Below is some data. Retype exactly the lines starting at the one with "is not stored." and ending at the one with "are full checkpoints.".

++++ Given entries

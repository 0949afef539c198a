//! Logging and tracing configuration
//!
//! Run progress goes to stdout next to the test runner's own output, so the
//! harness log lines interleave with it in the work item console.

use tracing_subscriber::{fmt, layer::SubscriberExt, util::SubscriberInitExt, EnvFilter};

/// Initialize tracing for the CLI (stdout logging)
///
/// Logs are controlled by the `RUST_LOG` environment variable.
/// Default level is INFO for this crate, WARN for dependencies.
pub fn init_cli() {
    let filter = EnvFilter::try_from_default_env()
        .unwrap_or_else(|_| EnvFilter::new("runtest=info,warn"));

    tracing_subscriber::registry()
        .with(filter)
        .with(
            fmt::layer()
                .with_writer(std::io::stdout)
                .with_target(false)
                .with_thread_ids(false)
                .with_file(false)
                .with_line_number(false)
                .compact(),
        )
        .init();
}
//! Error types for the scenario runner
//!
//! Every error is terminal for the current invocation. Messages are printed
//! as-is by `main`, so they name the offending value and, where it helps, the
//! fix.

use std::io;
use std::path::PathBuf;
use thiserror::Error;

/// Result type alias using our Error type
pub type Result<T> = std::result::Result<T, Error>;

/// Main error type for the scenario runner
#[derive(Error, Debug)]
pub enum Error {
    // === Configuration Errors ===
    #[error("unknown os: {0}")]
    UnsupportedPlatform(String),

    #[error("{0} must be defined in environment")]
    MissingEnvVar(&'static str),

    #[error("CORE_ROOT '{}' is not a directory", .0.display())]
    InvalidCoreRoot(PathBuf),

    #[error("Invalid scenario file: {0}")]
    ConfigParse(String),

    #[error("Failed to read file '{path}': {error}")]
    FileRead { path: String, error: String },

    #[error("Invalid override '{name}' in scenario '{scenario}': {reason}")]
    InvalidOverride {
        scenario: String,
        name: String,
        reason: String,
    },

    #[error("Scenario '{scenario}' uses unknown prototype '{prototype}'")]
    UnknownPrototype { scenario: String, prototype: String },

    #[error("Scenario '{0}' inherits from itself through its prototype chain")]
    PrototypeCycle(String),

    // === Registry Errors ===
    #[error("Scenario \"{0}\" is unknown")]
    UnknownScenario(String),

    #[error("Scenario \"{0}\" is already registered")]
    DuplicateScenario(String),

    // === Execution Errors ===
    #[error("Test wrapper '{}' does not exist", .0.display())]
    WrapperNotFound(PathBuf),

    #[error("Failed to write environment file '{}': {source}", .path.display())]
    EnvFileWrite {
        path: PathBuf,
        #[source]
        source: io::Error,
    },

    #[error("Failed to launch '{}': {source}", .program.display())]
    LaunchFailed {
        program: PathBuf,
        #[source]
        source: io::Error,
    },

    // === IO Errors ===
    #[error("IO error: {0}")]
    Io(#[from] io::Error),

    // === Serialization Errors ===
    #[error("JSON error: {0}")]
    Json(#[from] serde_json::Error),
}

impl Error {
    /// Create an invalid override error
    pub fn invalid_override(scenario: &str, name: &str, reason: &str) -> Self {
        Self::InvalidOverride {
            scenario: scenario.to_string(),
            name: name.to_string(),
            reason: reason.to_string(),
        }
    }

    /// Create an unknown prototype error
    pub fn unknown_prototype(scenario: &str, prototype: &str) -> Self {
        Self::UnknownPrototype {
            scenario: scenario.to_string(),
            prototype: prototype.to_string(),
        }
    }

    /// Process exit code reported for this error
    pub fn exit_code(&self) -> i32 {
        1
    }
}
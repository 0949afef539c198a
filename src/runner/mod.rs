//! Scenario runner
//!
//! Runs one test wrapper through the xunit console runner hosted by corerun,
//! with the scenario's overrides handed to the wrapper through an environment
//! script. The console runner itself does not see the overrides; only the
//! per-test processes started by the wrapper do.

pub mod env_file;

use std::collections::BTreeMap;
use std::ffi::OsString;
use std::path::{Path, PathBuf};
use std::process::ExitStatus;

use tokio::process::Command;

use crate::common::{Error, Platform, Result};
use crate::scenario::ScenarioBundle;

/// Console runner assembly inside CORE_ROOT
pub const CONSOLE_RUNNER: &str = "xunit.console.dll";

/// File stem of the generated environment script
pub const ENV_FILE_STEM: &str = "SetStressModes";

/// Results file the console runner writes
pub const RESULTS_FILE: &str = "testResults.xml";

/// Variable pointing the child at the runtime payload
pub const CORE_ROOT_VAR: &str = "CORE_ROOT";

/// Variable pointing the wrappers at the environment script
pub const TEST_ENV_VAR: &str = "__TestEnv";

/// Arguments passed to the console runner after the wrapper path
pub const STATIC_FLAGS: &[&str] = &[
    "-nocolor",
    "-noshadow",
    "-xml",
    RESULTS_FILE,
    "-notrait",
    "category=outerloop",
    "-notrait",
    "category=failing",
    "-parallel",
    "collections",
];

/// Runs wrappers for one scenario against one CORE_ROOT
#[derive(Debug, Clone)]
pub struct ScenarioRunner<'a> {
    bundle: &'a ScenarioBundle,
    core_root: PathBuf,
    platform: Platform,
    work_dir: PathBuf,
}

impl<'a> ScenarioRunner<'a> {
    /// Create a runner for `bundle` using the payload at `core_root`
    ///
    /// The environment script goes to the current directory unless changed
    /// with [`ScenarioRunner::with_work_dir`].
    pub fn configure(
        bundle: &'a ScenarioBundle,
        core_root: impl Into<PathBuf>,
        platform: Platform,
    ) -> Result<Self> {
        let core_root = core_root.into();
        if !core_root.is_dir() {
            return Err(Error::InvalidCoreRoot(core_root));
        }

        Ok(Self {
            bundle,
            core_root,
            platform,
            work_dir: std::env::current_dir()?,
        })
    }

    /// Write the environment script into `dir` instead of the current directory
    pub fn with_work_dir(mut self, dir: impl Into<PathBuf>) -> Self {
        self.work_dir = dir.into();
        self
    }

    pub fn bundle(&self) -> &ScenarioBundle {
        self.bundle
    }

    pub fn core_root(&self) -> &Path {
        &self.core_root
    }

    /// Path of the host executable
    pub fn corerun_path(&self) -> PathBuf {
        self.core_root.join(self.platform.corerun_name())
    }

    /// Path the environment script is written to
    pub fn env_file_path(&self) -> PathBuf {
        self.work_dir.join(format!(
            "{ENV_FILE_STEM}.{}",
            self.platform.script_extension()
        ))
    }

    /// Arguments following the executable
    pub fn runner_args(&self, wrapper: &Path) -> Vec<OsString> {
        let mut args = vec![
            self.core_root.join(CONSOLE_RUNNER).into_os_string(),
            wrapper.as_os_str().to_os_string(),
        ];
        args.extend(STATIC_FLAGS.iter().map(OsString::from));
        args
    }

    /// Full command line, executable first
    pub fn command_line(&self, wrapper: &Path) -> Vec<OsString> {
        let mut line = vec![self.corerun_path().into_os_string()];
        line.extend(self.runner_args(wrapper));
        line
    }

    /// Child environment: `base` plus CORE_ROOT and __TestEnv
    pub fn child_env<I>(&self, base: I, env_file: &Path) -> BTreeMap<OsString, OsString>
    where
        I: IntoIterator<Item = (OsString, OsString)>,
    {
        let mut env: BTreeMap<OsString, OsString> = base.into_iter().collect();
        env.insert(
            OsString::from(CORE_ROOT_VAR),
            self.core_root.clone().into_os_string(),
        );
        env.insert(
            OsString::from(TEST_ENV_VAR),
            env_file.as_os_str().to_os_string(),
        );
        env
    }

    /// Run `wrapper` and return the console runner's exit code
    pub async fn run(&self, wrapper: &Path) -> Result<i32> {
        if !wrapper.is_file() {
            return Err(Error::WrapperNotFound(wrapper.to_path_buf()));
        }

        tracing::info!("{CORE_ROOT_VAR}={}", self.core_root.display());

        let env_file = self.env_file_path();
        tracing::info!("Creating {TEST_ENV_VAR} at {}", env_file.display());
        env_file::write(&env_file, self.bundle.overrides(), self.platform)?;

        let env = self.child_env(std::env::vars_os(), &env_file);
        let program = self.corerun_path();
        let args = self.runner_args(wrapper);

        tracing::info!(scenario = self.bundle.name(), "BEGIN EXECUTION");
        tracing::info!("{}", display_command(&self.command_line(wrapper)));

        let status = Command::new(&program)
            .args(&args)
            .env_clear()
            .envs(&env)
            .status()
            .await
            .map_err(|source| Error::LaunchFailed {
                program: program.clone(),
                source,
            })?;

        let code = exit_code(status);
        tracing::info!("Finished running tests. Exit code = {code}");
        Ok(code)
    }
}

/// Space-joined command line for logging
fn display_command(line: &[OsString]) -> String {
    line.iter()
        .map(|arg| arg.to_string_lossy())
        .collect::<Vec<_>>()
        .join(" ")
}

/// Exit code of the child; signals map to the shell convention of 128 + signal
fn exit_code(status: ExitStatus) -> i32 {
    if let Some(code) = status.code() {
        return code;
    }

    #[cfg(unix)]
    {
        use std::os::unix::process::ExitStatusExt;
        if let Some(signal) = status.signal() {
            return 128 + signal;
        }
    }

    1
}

++++++++
++++ Given entries

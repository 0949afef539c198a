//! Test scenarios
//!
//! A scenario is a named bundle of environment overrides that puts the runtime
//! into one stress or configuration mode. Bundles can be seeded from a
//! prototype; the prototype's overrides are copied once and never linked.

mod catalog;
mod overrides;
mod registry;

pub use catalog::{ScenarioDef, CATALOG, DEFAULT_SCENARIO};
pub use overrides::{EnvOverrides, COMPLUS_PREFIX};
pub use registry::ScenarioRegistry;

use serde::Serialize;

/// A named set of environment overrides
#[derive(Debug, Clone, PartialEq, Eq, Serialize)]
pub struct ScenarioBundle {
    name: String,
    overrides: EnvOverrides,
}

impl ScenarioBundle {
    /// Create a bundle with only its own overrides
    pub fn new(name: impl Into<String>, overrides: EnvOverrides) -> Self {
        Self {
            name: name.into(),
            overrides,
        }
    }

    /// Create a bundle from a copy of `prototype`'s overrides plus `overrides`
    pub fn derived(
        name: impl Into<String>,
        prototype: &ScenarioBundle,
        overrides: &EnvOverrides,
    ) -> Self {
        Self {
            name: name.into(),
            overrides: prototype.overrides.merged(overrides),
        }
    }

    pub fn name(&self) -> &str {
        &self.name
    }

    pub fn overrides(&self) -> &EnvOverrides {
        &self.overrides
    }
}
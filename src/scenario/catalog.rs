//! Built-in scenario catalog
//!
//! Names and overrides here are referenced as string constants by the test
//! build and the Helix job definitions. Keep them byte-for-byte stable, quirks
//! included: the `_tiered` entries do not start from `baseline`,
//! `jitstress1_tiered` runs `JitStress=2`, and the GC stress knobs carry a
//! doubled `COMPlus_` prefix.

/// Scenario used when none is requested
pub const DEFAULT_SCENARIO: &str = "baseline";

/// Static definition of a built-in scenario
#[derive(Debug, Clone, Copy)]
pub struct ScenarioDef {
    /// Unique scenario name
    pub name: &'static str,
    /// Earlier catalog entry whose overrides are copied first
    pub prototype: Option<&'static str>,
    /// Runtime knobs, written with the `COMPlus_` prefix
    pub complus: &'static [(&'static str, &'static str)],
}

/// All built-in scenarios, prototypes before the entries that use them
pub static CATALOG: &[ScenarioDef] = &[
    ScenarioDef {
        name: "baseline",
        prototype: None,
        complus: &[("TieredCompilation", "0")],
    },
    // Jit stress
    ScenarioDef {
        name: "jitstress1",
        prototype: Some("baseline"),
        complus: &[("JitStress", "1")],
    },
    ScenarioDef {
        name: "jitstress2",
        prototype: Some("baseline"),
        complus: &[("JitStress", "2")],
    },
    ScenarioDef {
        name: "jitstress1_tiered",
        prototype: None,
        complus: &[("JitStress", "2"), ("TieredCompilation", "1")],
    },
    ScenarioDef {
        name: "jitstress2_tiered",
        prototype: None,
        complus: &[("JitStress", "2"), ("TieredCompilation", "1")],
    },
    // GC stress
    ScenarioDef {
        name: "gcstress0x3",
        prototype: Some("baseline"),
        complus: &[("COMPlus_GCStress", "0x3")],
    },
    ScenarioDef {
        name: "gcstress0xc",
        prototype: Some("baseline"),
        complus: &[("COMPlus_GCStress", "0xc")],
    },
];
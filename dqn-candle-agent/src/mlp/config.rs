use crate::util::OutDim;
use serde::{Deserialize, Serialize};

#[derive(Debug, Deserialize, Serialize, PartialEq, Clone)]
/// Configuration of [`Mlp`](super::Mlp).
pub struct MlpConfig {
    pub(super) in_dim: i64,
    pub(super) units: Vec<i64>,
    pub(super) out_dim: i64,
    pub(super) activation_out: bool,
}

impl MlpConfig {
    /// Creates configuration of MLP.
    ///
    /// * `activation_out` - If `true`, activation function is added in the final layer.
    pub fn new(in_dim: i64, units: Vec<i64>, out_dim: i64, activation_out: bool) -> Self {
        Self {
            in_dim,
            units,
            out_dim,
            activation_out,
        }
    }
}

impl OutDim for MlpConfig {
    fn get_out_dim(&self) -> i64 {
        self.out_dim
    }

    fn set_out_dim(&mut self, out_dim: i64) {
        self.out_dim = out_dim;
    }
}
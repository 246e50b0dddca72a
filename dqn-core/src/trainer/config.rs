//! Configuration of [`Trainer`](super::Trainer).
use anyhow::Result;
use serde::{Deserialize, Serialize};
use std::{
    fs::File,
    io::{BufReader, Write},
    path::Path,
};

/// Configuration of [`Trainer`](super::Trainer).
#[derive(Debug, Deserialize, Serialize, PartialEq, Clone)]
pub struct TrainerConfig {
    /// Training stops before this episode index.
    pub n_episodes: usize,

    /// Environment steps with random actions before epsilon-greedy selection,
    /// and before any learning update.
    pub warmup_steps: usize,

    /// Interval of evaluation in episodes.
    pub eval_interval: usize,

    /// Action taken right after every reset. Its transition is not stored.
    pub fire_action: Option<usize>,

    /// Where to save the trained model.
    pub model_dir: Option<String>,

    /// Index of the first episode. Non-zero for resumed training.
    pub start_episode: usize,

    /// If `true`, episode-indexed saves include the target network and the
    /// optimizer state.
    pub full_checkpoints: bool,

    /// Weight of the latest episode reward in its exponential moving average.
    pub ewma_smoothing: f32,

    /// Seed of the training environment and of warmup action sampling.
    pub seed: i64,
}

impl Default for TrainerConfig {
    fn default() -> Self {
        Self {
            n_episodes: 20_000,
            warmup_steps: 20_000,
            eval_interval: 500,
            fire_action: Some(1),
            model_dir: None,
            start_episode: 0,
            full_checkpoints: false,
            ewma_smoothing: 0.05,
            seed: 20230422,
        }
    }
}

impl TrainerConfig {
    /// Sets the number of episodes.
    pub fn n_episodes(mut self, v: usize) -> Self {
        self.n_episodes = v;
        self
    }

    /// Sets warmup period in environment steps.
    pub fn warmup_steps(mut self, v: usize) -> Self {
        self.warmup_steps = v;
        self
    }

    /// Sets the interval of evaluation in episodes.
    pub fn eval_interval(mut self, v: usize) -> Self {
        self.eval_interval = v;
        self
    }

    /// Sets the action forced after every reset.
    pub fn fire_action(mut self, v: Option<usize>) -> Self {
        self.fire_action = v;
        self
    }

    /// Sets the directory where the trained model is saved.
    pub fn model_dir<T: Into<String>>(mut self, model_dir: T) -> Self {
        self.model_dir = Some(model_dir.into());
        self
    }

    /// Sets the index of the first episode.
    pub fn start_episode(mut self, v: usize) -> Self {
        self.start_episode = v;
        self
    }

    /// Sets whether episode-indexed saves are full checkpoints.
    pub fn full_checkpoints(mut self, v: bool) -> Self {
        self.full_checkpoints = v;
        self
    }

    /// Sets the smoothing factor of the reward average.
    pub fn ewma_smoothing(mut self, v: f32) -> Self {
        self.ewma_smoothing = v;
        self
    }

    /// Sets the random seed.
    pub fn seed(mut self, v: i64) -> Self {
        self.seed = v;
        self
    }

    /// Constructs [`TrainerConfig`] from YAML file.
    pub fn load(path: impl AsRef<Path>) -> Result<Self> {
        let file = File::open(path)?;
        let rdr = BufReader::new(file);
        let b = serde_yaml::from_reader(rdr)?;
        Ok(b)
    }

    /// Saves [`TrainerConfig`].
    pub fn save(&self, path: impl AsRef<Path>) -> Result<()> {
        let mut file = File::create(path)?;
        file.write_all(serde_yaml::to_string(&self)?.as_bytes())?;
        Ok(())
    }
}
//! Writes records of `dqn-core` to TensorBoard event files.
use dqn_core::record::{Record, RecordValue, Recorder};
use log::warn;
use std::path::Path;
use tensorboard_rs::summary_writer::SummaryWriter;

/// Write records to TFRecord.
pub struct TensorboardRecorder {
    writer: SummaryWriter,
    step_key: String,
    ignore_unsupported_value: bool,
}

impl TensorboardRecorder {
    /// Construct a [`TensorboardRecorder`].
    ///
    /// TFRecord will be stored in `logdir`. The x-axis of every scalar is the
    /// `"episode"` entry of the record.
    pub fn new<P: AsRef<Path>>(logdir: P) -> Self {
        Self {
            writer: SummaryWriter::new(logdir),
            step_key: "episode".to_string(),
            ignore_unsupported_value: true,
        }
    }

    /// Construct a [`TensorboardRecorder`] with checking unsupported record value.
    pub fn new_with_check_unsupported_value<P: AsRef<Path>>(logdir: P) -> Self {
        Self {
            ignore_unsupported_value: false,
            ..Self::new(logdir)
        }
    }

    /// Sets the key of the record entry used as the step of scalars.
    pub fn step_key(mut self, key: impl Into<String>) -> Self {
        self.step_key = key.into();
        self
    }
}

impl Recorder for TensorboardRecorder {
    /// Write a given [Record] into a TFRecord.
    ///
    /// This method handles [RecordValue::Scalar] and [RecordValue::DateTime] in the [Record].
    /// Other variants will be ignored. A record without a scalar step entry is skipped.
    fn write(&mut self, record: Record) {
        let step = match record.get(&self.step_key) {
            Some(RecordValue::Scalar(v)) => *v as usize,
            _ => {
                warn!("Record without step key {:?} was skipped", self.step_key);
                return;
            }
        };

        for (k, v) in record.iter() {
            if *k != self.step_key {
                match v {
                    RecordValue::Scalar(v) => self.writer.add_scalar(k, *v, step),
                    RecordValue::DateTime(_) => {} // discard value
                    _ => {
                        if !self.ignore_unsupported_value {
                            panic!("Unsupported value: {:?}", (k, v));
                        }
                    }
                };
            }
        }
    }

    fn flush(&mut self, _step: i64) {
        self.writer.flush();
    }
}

++++++++
++++ Given entries

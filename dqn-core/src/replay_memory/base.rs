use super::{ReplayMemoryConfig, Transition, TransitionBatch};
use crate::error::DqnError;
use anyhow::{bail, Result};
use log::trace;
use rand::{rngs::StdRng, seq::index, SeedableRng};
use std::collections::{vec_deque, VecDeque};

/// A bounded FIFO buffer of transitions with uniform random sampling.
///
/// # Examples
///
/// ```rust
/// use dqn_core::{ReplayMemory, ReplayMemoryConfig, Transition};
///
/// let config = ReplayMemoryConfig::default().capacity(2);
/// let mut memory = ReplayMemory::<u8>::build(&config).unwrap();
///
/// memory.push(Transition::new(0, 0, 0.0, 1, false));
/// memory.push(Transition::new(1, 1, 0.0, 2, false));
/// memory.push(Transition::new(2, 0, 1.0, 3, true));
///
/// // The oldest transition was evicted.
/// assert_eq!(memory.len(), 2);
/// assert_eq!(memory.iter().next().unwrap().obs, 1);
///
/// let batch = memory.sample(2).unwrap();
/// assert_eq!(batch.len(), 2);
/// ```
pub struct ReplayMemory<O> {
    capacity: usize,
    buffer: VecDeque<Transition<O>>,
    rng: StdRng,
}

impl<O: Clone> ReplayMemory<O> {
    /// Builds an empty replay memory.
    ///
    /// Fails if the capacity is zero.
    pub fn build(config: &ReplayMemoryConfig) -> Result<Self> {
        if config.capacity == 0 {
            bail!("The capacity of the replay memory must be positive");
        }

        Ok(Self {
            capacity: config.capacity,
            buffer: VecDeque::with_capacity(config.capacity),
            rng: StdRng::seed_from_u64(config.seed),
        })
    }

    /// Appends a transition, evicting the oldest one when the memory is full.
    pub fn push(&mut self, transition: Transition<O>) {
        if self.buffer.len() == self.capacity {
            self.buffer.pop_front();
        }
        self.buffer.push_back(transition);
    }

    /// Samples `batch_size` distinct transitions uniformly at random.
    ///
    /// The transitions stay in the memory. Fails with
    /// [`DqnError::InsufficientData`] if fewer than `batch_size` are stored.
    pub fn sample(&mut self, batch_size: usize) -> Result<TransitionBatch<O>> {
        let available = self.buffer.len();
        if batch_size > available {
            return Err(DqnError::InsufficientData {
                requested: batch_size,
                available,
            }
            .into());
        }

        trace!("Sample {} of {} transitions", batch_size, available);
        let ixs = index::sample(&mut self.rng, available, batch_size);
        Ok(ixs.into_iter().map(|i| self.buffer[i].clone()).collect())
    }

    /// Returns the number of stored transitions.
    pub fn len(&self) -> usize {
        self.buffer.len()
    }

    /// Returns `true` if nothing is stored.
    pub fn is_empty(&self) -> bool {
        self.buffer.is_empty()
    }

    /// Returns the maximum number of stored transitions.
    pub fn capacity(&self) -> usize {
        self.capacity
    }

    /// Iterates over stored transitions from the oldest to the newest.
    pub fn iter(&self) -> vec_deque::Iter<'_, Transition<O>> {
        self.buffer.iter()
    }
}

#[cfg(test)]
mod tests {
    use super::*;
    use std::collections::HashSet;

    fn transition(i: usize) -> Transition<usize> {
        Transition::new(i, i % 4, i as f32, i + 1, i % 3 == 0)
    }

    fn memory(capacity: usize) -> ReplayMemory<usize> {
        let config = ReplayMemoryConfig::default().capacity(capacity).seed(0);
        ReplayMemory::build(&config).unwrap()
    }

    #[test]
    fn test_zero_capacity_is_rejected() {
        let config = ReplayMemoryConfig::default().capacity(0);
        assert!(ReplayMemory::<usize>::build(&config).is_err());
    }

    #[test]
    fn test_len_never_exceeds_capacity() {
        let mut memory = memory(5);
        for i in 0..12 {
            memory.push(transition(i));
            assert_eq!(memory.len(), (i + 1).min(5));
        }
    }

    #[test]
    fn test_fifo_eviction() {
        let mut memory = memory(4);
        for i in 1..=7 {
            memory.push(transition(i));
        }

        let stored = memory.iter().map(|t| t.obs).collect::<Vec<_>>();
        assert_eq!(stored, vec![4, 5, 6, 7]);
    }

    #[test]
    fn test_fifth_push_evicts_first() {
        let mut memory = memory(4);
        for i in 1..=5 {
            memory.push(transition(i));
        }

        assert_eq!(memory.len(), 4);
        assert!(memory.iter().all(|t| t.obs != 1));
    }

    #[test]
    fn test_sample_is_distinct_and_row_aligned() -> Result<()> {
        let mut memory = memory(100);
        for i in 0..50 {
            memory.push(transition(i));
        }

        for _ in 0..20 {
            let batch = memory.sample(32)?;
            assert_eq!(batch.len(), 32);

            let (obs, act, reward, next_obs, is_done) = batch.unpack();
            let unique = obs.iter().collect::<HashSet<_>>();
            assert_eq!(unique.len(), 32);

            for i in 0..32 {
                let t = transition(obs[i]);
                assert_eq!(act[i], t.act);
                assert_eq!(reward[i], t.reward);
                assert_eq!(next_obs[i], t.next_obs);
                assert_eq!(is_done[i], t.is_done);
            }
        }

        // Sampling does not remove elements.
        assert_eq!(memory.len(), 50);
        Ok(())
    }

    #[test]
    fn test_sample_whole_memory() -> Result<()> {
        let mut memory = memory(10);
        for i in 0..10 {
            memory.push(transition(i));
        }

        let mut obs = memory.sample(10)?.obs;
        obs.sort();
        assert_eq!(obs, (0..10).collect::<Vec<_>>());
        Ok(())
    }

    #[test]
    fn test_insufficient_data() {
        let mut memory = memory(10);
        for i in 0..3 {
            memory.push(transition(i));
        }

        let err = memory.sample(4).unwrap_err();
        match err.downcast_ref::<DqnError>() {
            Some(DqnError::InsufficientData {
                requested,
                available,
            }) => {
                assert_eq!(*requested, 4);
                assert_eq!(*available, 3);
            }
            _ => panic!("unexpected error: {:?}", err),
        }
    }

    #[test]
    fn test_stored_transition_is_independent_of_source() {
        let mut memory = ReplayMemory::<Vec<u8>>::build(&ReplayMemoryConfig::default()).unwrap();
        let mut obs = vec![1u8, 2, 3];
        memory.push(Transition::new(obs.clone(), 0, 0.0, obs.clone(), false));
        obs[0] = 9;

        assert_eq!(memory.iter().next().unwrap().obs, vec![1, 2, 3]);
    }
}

++++++++

Problem solution.
    /// Action taken right after every reset. Its transition is not stored.
    pub fire_action: Option<usize>,

    /// Where to save the trained model.
    pub model_dir: Option<String>,

    /// Index of the first episode. Non-zero for resumed training.
    pub start_episode: usize,

    /// If `true`, episode-indexed saves include the target network and the
    /// optimizer state.
    pub full_checkpoints: bool,

    /// Weight of the latest episode reward in its exponential moving average.
    pub ewma_smoothing: f32,

    /// Seed of the training environment and of warmup action sampling.
    pub seed: i64,
}

impl Default for TrainerConfig {
    fn default() -> Self {
        Self {
            n_episodes: 20_000,
            warmup_steps: 20_000,
            eval_interval: 500,
            fire_action: Some(1),
            model_dir: None,
            start_episode: 0,
            full_checkpoints: false,
            ewma_smoothing: 0.05,
            seed: 20230422,
        }
    }
}

impl TrainerConfig {
    /// Sets the number of episodes.
    pub fn n_episodes(mut self, v: usize) -> Self {
        self.n_episodes = v;
        self
    }

    /// Sets warmup period in environment steps.
    pub fn warmup_steps(mut self, v: usize) -> Self {
        self.warmup_steps = v;
        self
    }

    /// Sets the interval of evaluation in episodes.
    pub fn eval_interval(mut self, v: usize) -> Self {
        self.eval_interval = v;
        self
    }

    /// Sets the action forced after every reset.
    pub fn fire_action(mut self, v: Option<usize>) -> Self {
        self.fire_action = v;
        self
    }

    /// Sets the directory where the trained model is saved.
    pub fn model_dir<T: Into<String>>(mut self, model_dir: T) -> Self {
        self.model_dir = Some(model_dir.into());
        self
    }

    /// Sets the index of the first episode.
    pub fn start_episode(mut self, v: usize) -> Self {
        self.start_episode = v;
        self
    }

    /// Sets whether episode-indexed saves are full checkpoints.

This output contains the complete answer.